**What you should do:** Go through the material and copy each line that includes "stay".

**Records provided:**
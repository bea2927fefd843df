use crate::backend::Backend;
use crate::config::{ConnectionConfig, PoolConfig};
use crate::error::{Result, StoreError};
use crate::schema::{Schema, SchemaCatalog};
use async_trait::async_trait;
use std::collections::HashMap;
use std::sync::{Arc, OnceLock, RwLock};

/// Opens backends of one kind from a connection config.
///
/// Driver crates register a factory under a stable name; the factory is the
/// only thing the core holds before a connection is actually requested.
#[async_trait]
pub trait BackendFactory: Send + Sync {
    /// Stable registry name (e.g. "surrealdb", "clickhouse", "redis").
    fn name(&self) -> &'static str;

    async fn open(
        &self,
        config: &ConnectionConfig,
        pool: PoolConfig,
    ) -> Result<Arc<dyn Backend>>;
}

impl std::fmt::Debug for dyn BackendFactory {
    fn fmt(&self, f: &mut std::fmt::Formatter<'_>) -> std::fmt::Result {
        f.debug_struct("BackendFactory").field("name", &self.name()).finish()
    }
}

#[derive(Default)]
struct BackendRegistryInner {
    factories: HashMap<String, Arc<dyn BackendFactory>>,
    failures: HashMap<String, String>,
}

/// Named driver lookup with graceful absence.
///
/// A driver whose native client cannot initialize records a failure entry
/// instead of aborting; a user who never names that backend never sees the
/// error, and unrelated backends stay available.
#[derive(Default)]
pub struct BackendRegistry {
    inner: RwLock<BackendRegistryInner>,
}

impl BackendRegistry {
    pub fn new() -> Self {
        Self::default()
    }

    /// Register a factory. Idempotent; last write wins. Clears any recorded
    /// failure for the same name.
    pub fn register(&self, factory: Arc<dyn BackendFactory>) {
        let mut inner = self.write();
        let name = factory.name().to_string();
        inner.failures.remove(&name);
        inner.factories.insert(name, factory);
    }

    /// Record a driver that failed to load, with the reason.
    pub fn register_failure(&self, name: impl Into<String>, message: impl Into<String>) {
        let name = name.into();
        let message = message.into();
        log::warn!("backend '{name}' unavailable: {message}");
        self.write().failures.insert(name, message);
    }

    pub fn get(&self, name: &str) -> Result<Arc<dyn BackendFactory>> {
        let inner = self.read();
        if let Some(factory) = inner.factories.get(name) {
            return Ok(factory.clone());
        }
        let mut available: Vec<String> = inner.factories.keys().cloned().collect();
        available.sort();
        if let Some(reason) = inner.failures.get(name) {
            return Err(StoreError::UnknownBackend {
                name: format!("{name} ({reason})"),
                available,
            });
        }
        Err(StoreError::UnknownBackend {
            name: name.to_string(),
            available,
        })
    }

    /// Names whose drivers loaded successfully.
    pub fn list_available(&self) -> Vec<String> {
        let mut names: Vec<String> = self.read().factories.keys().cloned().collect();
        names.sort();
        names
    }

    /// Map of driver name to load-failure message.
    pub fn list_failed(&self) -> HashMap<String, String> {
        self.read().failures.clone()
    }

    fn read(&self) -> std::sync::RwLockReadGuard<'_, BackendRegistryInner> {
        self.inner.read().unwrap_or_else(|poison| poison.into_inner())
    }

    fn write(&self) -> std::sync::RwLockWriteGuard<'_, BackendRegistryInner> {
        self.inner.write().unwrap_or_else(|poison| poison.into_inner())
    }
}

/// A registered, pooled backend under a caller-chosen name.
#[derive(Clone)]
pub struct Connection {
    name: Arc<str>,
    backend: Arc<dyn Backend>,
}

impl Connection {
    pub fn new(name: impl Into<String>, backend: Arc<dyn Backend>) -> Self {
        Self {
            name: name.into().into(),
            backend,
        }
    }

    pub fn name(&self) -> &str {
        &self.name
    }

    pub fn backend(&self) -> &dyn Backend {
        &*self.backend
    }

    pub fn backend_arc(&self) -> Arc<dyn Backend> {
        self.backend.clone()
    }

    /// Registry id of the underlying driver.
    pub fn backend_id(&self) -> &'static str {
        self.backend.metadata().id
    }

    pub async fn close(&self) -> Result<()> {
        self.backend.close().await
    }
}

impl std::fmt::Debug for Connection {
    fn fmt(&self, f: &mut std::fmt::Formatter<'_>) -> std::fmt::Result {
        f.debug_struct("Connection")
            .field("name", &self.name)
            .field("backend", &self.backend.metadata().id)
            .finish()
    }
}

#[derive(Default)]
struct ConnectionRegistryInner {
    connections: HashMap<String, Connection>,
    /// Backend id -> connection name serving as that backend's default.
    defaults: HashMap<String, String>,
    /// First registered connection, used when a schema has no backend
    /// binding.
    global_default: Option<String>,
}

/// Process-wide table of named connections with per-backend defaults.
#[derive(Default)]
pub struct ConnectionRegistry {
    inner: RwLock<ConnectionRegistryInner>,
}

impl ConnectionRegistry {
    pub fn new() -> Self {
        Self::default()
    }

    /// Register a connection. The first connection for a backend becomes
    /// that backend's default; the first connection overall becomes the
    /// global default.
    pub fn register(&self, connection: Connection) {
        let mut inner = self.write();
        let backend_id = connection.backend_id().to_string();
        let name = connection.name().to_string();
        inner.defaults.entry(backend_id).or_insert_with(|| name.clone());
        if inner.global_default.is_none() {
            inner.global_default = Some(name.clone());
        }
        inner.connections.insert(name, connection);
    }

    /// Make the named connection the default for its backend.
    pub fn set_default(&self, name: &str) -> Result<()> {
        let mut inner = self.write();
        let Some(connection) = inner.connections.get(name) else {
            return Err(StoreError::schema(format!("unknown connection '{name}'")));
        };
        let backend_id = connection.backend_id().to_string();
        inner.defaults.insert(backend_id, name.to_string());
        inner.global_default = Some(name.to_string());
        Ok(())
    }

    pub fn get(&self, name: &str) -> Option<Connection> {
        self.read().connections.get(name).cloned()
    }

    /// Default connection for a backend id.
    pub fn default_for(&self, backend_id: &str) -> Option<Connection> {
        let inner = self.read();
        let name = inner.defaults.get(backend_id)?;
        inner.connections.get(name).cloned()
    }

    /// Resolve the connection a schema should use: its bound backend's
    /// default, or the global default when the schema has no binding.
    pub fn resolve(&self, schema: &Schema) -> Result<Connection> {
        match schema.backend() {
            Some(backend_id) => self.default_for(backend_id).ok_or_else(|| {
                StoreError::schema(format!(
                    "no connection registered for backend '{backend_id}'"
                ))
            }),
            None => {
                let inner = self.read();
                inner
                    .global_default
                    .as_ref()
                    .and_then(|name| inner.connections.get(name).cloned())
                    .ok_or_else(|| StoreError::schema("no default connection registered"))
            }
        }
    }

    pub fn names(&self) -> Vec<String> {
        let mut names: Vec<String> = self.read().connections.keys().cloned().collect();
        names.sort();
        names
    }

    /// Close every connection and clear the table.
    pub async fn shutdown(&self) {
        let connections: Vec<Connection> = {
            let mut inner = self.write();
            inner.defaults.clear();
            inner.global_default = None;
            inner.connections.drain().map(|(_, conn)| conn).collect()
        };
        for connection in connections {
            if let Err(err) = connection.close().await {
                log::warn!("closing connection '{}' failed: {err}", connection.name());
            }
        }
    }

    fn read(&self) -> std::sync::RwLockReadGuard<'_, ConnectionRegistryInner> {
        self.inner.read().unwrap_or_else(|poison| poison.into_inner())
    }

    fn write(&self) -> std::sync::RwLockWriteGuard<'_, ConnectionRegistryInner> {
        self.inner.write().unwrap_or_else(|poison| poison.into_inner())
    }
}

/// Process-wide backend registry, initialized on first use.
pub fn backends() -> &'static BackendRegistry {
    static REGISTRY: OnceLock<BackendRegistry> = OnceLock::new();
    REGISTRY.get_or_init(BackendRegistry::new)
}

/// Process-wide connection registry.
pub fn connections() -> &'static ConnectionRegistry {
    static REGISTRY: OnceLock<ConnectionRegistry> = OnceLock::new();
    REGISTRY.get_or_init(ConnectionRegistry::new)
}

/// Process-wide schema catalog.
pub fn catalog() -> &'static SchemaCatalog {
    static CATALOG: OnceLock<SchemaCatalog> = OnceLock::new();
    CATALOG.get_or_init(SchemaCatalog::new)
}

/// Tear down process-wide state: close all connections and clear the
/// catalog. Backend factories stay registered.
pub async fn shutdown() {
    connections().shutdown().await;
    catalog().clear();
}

**Output:**
/// error, and unrelated backends stay available.
/// catalog. Backend factories stay registered.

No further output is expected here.